The E.A.C Memorial Scoreboard was struck at the beginning of the 2008 season. Club supporters Harry and Bardie Russell have been involved with the club for many years and donated the funds to purchase the new scoreboard in memory of their father who was also a great supporter of local community sport and community groups. His story follows:

Bill’s story:

 Englishman George Russell and New Zealand borne wife Alice were selectors of land, farming in Gembrook, firstly at "Brooks by" on Launching Place Road in 1907, then at "Swallowfield". Bill born in Wanganui in 1891 was the eldest, with two brothers, Tom and Jack. Previously living at Brighton and St Kilda, a keen sportsman, Bill played cricket with the Melbourne Cricket Club from age 15, until moving to Gembrook.

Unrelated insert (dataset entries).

//! # schematic-core
//!
//! The relational schema data model shared by the schematic tools.
//!
//! A schema is described as plain, immutable values: [`Table`]s own their
//! [`Column`]s, keys, [`DatabaseIndex`]es, [`CheckConstraint`]s and
//! [`Trigger`]s, and sit next to [`View`]s, [`Sequence`]s, [`Synonym`]s and
//! [`Routine`]s. Relationships between tables are expressed through
//! [`Identifier`]s rather than references, so cyclic foreign key graphs are
//! representable without ownership cycles.
//!
//! ```rust
//! use schematic_core::{Column, DataType, DatabaseKey, RelationalKey, Table};
//!
//! let users = Table::new("users")
//!     .column(Column::new("id", DataType::new("integer")).not_null())
//!     .column(Column::new("name", DataType::new("text")))
//!     .primary_key(DatabaseKey::primary(["id"]).named("pk_users"));
//!
//! let orders = Table::new("orders")
//!     .column(Column::new("id", DataType::new("integer")).not_null())
//!     .column(Column::new("user_id", DataType::new("integer")))
//!     .foreign_key(RelationalKey::new(
//!         "orders",
//!         DatabaseKey::foreign(["user_id"]).named("fk_orders_users"),
//!         "users",
//!         DatabaseKey::primary(["id"]),
//!     ));
//!
//! assert_eq!(orders.parent_keys[0].parent_table, users.name);
//! ```

mod column;
mod constraint;
mod identifier;
mod index;
mod objects;
mod table;
mod trigger;

pub use column::{AutoIncrement, Column, DataType, NumericPrecision};
pub use constraint::{CheckConstraint, DatabaseKey, KeyType, ReferentialAction, RelationalKey};
pub use identifier::{Identifier, IdentifierDefaults, IdentifierError};
pub use index::{DatabaseIndex, IndexColumn, IndexColumnOrder};
pub use objects::{Routine, Sequence, Synonym, View};
pub use table::Table;
pub use trigger::{Trigger, TriggerEvent, TriggerTiming};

 In 1912, at age 21, he was cutting poles for the S.E.C for the electrification of Horsham. He progressed to owning three saw mills in the Beenak State Forest, operating a 16km train line, initially in partnership with Dyer Bros,

hauling sawn timber to the Gembrook Puffing Billy terminal for on-forwarding to timber merchants in Melbourne. Bill Russell and Dyer Bros donated most of the timber to construct the original Memorial Hall, in 1921. Their combined mills provided employment for some 70 workers.

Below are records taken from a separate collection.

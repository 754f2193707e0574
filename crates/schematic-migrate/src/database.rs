//! Schema providers and materialized snapshots.

use std::path::Path;

use async_trait::async_trait;
use serde::{Deserialize, Serialize};
use tokio_util::sync::CancellationToken;
use tracing::debug;

use schematic_core::{
    Identifier, IdentifierDefaults, RelationalKey, Routine, Sequence, Synonym, Table, View,
};

use crate::error::{MigrateError, Result};

/// A source of relational schema metadata.
///
/// Every method must be idempotent: calling it twice returns the same
/// entities. Implementations report failures as
/// [`MigrateError::SchemaLoad`]; they are propagated unchanged.
#[async_trait]
pub trait RelationalDatabase: Send + Sync {
    /// Qualifiers applied to names that omit them.
    fn identifier_defaults(&self) -> IdentifierDefaults;

    /// Returns every table.
    async fn tables(&self) -> Result<Vec<Table>>;

    /// Returns every view.
    async fn views(&self) -> Result<Vec<View>>;

    /// Returns every sequence.
    async fn sequences(&self) -> Result<Vec<Sequence>>;

    /// Returns every synonym.
    async fn synonyms(&self) -> Result<Vec<Synonym>>;

    /// Returns every routine.
    async fn routines(&self) -> Result<Vec<Routine>>;
}

/// A fully materialized, read-only schema.
#[derive(Debug, Clone, Default, PartialEq, Eq, Serialize, Deserialize)]
pub struct SchemaSnapshot {
    /// Qualifiers applied to names that omit them.
    #[serde(default)]
    pub identifier_defaults: IdentifierDefaults,
    /// Tables.
    #[serde(default)]
    pub tables: Vec<Table>,
    /// Views.
    #[serde(default)]
    pub views: Vec<View>,
    /// Sequences.
    #[serde(default)]
    pub sequences: Vec<Sequence>,
    /// Synonyms.
    #[serde(default)]
    pub synonyms: Vec<Synonym>,
    /// Routines.
    #[serde(default)]
    pub routines: Vec<Routine>,
}

impl SchemaSnapshot {
    /// Creates an empty snapshot.
    #[must_use]
    pub fn new() -> Self {
        Self::default()
    }

    /// Sets the identifier defaults.
    #[must_use]
    pub fn with_identifier_defaults(mut self, defaults: IdentifierDefaults) -> Self {
        self.identifier_defaults = defaults;
        self
    }

    /// Adds a table.
    #[must_use]
    pub fn table(mut self, table: Table) -> Self {
        self.tables.push(table);
        self
    }

    /// Adds a view.
    #[must_use]
    pub fn view(mut self, view: View) -> Self {
        self.views.push(view);
        self
    }

    /// Adds a sequence.
    #[must_use]
    pub fn sequence(mut self, sequence: Sequence) -> Self {
        self.sequences.push(sequence);
        self
    }

    /// Adds a synonym.
    #[must_use]
    pub fn synonym(mut self, synonym: Synonym) -> Self {
        self.synonyms.push(synonym);
        self
    }

    /// Adds a routine.
    #[must_use]
    pub fn routine(mut self, routine: Routine) -> Self {
        self.routines.push(routine);
        self
    }

    /// Materializes a provider.
    ///
    /// The five collections are fetched concurrently, each exactly once.
    /// Cancelling `cancel` abandons the fetch with [`MigrateError::Cancelled`].
    pub async fn load(
        database: &dyn RelationalDatabase,
        cancel: &CancellationToken,
    ) -> Result<Self> {
        if cancel.is_cancelled() {
            return Err(MigrateError::Cancelled);
        }

        let fetch = async {
            tokio::try_join!(
                database.tables(),
                database.views(),
                database.sequences(),
                database.synonyms(),
                database.routines(),
            )
        };

        let (tables, views, sequences, synonyms, routines) = tokio::select! {
            biased;
            () = cancel.cancelled() => return Err(MigrateError::Cancelled),
            collections = fetch => collections?,
        };

        debug!(
            tables = tables.len(),
            views = views.len(),
            sequences = sequences.len(),
            synonyms = synonyms.len(),
            routines = routines.len(),
            "Loaded schema snapshot"
        );

        Ok(Self {
            identifier_defaults: database.identifier_defaults(),
            tables,
            views,
            sequences,
            synonyms,
            routines,
        })
    }

    /// Reads a snapshot from a JSON file.
    pub fn from_json_file(path: impl AsRef<Path>) -> Result<Self> {
        let path = path.as_ref();
        let content = std::fs::read_to_string(path)?;
        serde_json::from_str(&content).map_err(|e| MigrateError::SnapshotFile {
            path: path.to_path_buf(),
            message: e.to_string(),
        })
    }

    /// Serializes the snapshot as pretty-printed JSON.
    pub fn to_json_string(&self) -> Result<String> {
        Ok(serde_json::to_string_pretty(self)?)
    }

    /// Finds a table by name, qualifying both sides with this snapshot's
    /// defaults.
    #[must_use]
    pub fn get_table(&self, name: &Identifier) -> Option<&Table> {
        self.tables
            .iter()
            .find(|t| t.name.same_object(name, &self.identifier_defaults))
    }

    /// Finds a view by name.
    #[must_use]
    pub fn get_view(&self, name: &Identifier) -> Option<&View> {
        self.views
            .iter()
            .find(|v| v.name.same_object(name, &self.identifier_defaults))
    }

    /// Returns the foreign keys that reference `table`, declared on any table
    /// of the snapshot.
    #[must_use]
    pub fn child_keys(&self, table: &Identifier) -> Vec<&RelationalKey> {
        self.tables
            .iter()
            .flat_map(|t| &t.parent_keys)
            .filter(|fk| fk.parent_table.same_object(table, &self.identifier_defaults))
            .collect()
    }
}

#[async_trait]
impl RelationalDatabase for SchemaSnapshot {
    fn identifier_defaults(&self) -> IdentifierDefaults {
        self.identifier_defaults.clone()
    }

    async fn tables(&self) -> Result<Vec<Table>> {
        Ok(self.tables.clone())
    }

    async fn views(&self) -> Result<Vec<View>> {
        Ok(self.views.clone())
    }

    async fn sequences(&self) -> Result<Vec<Sequence>> {
        Ok(self.sequences.clone())
    }

    async fn synonyms(&self) -> Result<Vec<Synonym>> {
        Ok(self.synonyms.clone())
    }

    async fn routines(&self) -> Result<Vec<Routine>> {
        Ok(self.routines.clone())
    }
}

 As the timber in the area was cut out, and road transport replaced rail, his last mill was purchased by the Army in 1941, to be shipped to New Guinea to create facilities for defense against the Japanese invasion. He operated the Terminus Garage, a weatherboard structure, subsequently destroyed by fire when the Saunders family lost the adjoining butchers shop and residence.

 As the mills closed and the forests commission accepted the need for roads throughout the State forest, it was satisfying to see that the initial route of the old rail lines was the best possible that their surveyors could find.

 He then established a produce and building supplies in Gembrook, purchasing the business of Gembrook Transport Service. In 1959 a branch store was opened at Ferntree Gully. The company developed Agencies for Shell Company and Portagas. His two sons continued the expansion to Dandenong, Moorabbin and Pakenham. In 1970 the store at Gembrook was closed, with the supply being affected from Dandenong.

 He was a member of the Committee, which arranged the purchase, and subdivision of Payne's property by the Soldier Settlement Commission after World War II and the reservation of the current site of the Gembrook Sports Ground.

 During his lifetime in Gembrook, Bill Russell was continually involved in local cricket and football. Before the advent of private cars, he made up a canvas topped picnic van body, which could be fitted onto the tray of a timber delivery truck to transport the locals to support the teams when away.

 Besides being in the local competition he captained and kept wickets for the scantling Division team in the Annual Victorian Saw millers Assn Cricket Challenge at the MCG.

 He served as President of both the Mountain District Cricket and Football Associations and was awarded life membership of both. For many years he was delegate to the MDFA appeals tribunal.

 Business and sport aside he was involved with the foundation of the Gembrook Cockatoo Bush Nursing Centre, the Gembrook Cemetery Trust, the Gembrook Hall Committee, the Gembrook Cockatoo Water Trust and Gembrook Fire Brigade.

 He was elected counselor and was President of the Shire of Berwick at the time of his unexpected death by leukemia in 1963.